Bei der Entscheidung, VR aufzugeben, ging es nicht nur um Horizon Worlds; es spiegelte breitere Marktrealitäten wider. Die Verkäufe von Metas Quest-Headsets sind im Jahresvergleich um 16 % zurückgegangen, und sogar Apple hat die Produktion seines High-End-Headsets Vision Pro aufgrund der begrenzten Nachfrage zurückgefahren. Das Kernproblem ist nicht technischer Natur – es liegt darin, dass die aktuelle Virtual-Reality-Hardware bei einem Massenpublikum noch keinen Anklang findet.

Umstellung auf Mobilgeräte: Eine pragmatische Wende

Die Umkehrung von Meta signalisiert nicht einen erneuerten Glauben an VR als die Zukunft des Metaversums. Stattdessen verdoppelt das Unternehmen seine Aktivitäten im mobilen Bereich, wo Horizon Worlds ein Wachstum verzeichnet. Die App wurde weltweit 45 Millionen Mal heruntergeladen, mit einem Anstieg von 53 % gegenüber dem Vorjahr im Jahr 2026. Während die Zahl der Downloads zunimmt, bleiben die Verbraucherausgaben innerhalb der App mit lediglich insgesamt 1,1 Millionen US-Dollar minimal – ein starker Kontrast zu den massiven Investitionen von Meta.

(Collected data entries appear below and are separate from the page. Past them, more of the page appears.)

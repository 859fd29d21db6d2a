//! Single-event stepping.

use crate::boundary::PlaybackDirection;
use crate::error::{PlaybackError, Result};
use crate::sequence::TimedEvent;
use crate::timeline::SeekableTimeline;

/// Moves a timeline exactly one event at a time.
///
/// Each step turns the heading if needed, crosses one event and parks the
/// playhead on that event's time so a following play resumes from it. On
/// failure nothing is changed.
pub struct TimelineStepper;

impl TimelineStepper {
    /// Cross the next event going forward. Returns its index.
    pub fn step_forward<E: TimedEvent>(
        timeline: &mut SeekableTimeline<E>,
        direction: &mut PlaybackDirection,
    ) -> Result<usize> {
        Self::check(timeline, *direction, PlaybackDirection::Forward)?;
        Self::face(timeline, direction, PlaybackDirection::Forward);
        let index = timeline
            .cursor_mut()
            .try_step_forward()
            .ok_or(PlaybackError::AtEnd)?;
        Self::park(timeline, index, PlaybackDirection::Forward);
        Ok(index)
    }

    /// Cross the previous event going backward. Returns its index.
    pub fn step_backward<E: TimedEvent>(
        timeline: &mut SeekableTimeline<E>,
        direction: &mut PlaybackDirection,
    ) -> Result<usize> {
        Self::check(timeline, *direction, PlaybackDirection::Backward)?;
        Self::face(timeline, direction, PlaybackDirection::Backward);
        let index = timeline
            .cursor_mut()
            .try_step_backward()
            .ok_or(PlaybackError::AtBeginning)?;
        Self::park(timeline, index, PlaybackDirection::Backward);
        Ok(index)
    }

    fn check<E: TimedEvent>(
        timeline: &SeekableTimeline<E>,
        heading: PlaybackDirection,
        step: PlaybackDirection,
    ) -> Result<()> {
        if timeline.is_empty() {
            return Err(PlaybackError::EmptyTimeline);
        }
        let applied = timeline.cursor().applied(heading);
        match step {
            PlaybackDirection::Forward if applied == timeline.cursor().len() => {
                Err(PlaybackError::AtEnd)
            }
            PlaybackDirection::Backward if applied == 0 => Err(PlaybackError::AtBeginning),
            _ => Ok(()),
        }
    }

    fn face<E: TimedEvent>(
        timeline: &mut SeekableTimeline<E>,
        direction: &mut PlaybackDirection,
        step: PlaybackDirection,
    ) {
        if *direction != step {
            timeline.set_heading(*direction, step);
            *direction = step;
        }
    }

    fn park<E: TimedEvent>(timeline: &mut SeekableTimeline<E>, index: usize, step: PlaybackDirection) {
        let time = timeline.events()[index].playback_time();
        timeline.snap_to(time);
        tracing::debug!(index, time, direction = %step, "stepped");
    }
}

#[cfg(test)]
mod tests {
    use super::*;
    use crate::clock::{ManualTime, VirtualClock};
    use crate::sequence::EventSequence;
    use std::sync::Arc;

    fn timeline(times: &[f64]) -> SeekableTimeline<f64> {
        let clock = VirtualClock::new(Arc::new(ManualTime::new()), 1.0, 0.0).unwrap();
        SeekableTimeline::new(EventSequence::from(times.to_vec()), 4.0, clock).unwrap()
    }

    #[test]
    fn test_step_through_and_back() {
        let mut tl = timeline(&[1.0, 2.0, 3.0]);
        let mut dir = PlaybackDirection::Forward;

        assert_eq!(TimelineStepper::step_forward(&mut tl, &mut dir), Ok(0));
        assert_eq!(tl.position_seconds(dir), 1.0);
        assert_eq!(TimelineStepper::step_forward(&mut tl, &mut dir), Ok(1));
        assert_eq!(TimelineStepper::step_forward(&mut tl, &mut dir), Ok(2));
        assert_eq!(
            TimelineStepper::step_forward(&mut tl, &mut dir),
            Err(PlaybackError::AtEnd)
        );

        assert_eq!(TimelineStepper::step_backward(&mut tl, &mut dir), Ok(2));
        assert_eq!(dir, PlaybackDirection::Backward);
        assert_eq!(TimelineStepper::step_backward(&mut tl, &mut dir), Ok(1));
        assert_eq!(tl.position_seconds(dir), 2.0);
        assert_eq!(TimelineStepper::step_forward(&mut tl, &mut dir), Ok(1));
        assert_eq!(dir, PlaybackDirection::Forward);
    }

    #[test]
    fn test_step_backward_at_beginning() {
        let mut tl = timeline(&[1.0, 2.0]);
        let mut dir = PlaybackDirection::Forward;
        assert_eq!(
            TimelineStepper::step_backward(&mut tl, &mut dir),
            Err(PlaybackError::AtBeginning)
        );
        assert_eq!(dir, PlaybackDirection::Forward);
        assert_eq!(tl.cursor().index(), 0);
    }

    #[test]
    fn test_step_empty() {
        let mut tl = timeline(&[]);
        let mut dir = PlaybackDirection::Forward;
        assert_eq!(
            TimelineStepper::step_forward(&mut tl, &mut dir),
            Err(PlaybackError::EmptyTimeline)
        );
        assert_eq!(
            TimelineStepper::step_backward(&mut tl, &mut dir),
            Err(PlaybackError::EmptyTimeline)
        );
    }
}
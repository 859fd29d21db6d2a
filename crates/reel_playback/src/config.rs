//! Playback configuration (playback.toml)

use serde::{Deserialize, Serialize};
use std::fs;
use std::path::Path;
use std::time::Duration;

use crate::boundary::PlaybackMode;
use crate::error::{PlaybackError, Result};
use crate::speed::validate_speed;

/// Engine configuration
#[derive(Clone, Debug, PartialEq, Deserialize, Serialize)]
pub struct PlaybackConfig {
    /// Scheduler period in milliseconds
    #[serde(default = "default_tick_interval_ms")]
    pub tick_interval_ms: u64,
    /// Speed multiplier at construction
    #[serde(default = "default_initial_speed")]
    pub initial_speed: f64,
    /// Ramp acceleration in speed units per wall second; `<= 0` snaps instantly
    #[serde(default = "default_acceleration")]
    pub acceleration: f64,
    #[serde(default)]
    pub mode: PlaybackMode,
    #[serde(default)]
    pub duration: DurationPolicy,
}

fn default_tick_interval_ms() -> u64 {
    16
}

fn default_initial_speed() -> f64 {
    1.0
}

fn default_acceleration() -> f64 {
    4.0
}

impl Default for PlaybackConfig {
    fn default() -> Self {
        Self {
            tick_interval_ms: default_tick_interval_ms(),
            initial_speed: default_initial_speed(),
            acceleration: default_acceleration(),
            mode: PlaybackMode::default(),
            duration: DurationPolicy::default(),
        }
    }
}

/// Timeline length derived from event count when none is given
#[derive(Clone, Debug, PartialEq, Deserialize, Serialize)]
pub struct DurationPolicy {
    #[serde(default = "default_seconds_per_event")]
    pub seconds_per_event: f64,
    #[serde(default = "default_min_seconds")]
    pub min_seconds: f64,
    #[serde(default = "default_max_seconds")]
    pub max_seconds: f64,
}

fn default_seconds_per_event() -> f64 {
    0.25
}

fn default_min_seconds() -> f64 {
    10.0
}

fn default_max_seconds() -> f64 {
    900.0
}

impl Default for DurationPolicy {
    fn default() -> Self {
        Self {
            seconds_per_event: default_seconds_per_event(),
            min_seconds: default_min_seconds(),
            max_seconds: default_max_seconds(),
        }
    }
}

impl DurationPolicy {
    /// Duration for a timeline of `event_count` events.
    pub fn resolve(&self, event_count: usize) -> f64 {
        (event_count as f64 * self.seconds_per_event).clamp(self.min_seconds, self.max_seconds)
    }
}

impl PlaybackConfig {
    /// Parse and validate TOML
    pub fn from_toml_str(content: &str) -> Result<Self> {
        let config: PlaybackConfig =
            toml::from_str(content).map_err(|e| PlaybackError::Config(e.to_string()))?;
        config.validate()?;
        Ok(config)
    }

    /// Load from a file
    pub fn load(path: &Path) -> Result<Self> {
        let content = fs::read_to_string(path).map_err(|e| {
            PlaybackError::Config(format!("failed to read {}: {e}", path.display()))
        })?;
        Self::from_toml_str(&content)
    }

    pub fn validate(&self) -> Result<()> {
        if self.tick_interval_ms == 0 {
            return Err(PlaybackError::Config(
                "tick_interval_ms must be greater than 0".into(),
            ));
        }
        validate_speed(self.initial_speed)?;
        if !self.acceleration.is_finite() {
            return Err(PlaybackError::InvalidAcceleration(self.acceleration));
        }
        let d = &self.duration;
        let all_finite = [d.seconds_per_event, d.min_seconds, d.max_seconds]
            .iter()
            .all(|v| v.is_finite() && *v >= 0.0);
        if !all_finite || d.min_seconds > d.max_seconds {
            return Err(PlaybackError::Config(format!(
                "invalid duration policy: seconds_per_event={}, min_seconds={}, max_seconds={}",
                d.seconds_per_event, d.min_seconds, d.max_seconds
            )));
        }
        Ok(())
    }

    /// Serialize to TOML string
    pub fn to_toml_string(&self) -> Result<String> {
        toml::to_string_pretty(self).map_err(|e| PlaybackError::Config(e.to_string()))
    }

    pub fn tick_interval(&self) -> Duration {
        Duration::from_millis(self.tick_interval_ms)
    }
}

Dieser Wandel spiegelt eine einfache Wahrheit wider: Mobilgeräte passen besser zum Produktmarkt. Wie Bosworth erklärte, war das Entwicklungsteam gezwungen, dasselbe Erlebnis zweimal zu entwickeln – einmal für VR und noch einmal für Mobilgeräte. Die Konsolidierung der Bemühungen im mobilen Bereich optimiert die Entwicklung und richtet sich an ein größeres, engagierteres Publikum.

Entlassungen und Zukunftsunsicherheit

Metas Herausforderungen gehen über Horizon Worlds hinaus. Das Unternehmen hat in seiner Reality Labs-Abteilung bereits über 1.500 Stellen abgebaut und erwägt Gerüchten zufolge weitere Entlassungen, die bis zu 20 % seiner Belegschaft betreffen werden. Diese Kürzungen sind eine direkte Folge davon, dass das Metaversum sein ursprüngliches Versprechen nicht einhält.

Die Tatsache, dass Meta darüber nachdachte, Horizon Worlds zu schließen, nur um den Kurs umzukehren, zeigt die Bereitschaft zum Experimentieren und zur Anpassung. Das zugrunde liegende Problem bleibt jedoch bestehen: Das Unternehmen muss erhebliche Verbraucherausgaben verzeichnen, um weitere Investitionen in das Metaversum zu rechtfertigen. Die Zukunft von Horizon Worlds und die umfassenderen VR-Ambitionen von Meta werden davon abhängen, ob das Unternehmen einen nachhaltigen Weg zur Rentabilität finden kann.

Metas Kehrtwende ist kein Sieg für VR; es ist eine pragmatische Antwort auf die Marktrealitäten. Das Unternehmen wird dort Prioritäten setzen, wo es das größte Wachstumspotenzial sieht, und das ist derzeit der mobile Bereich.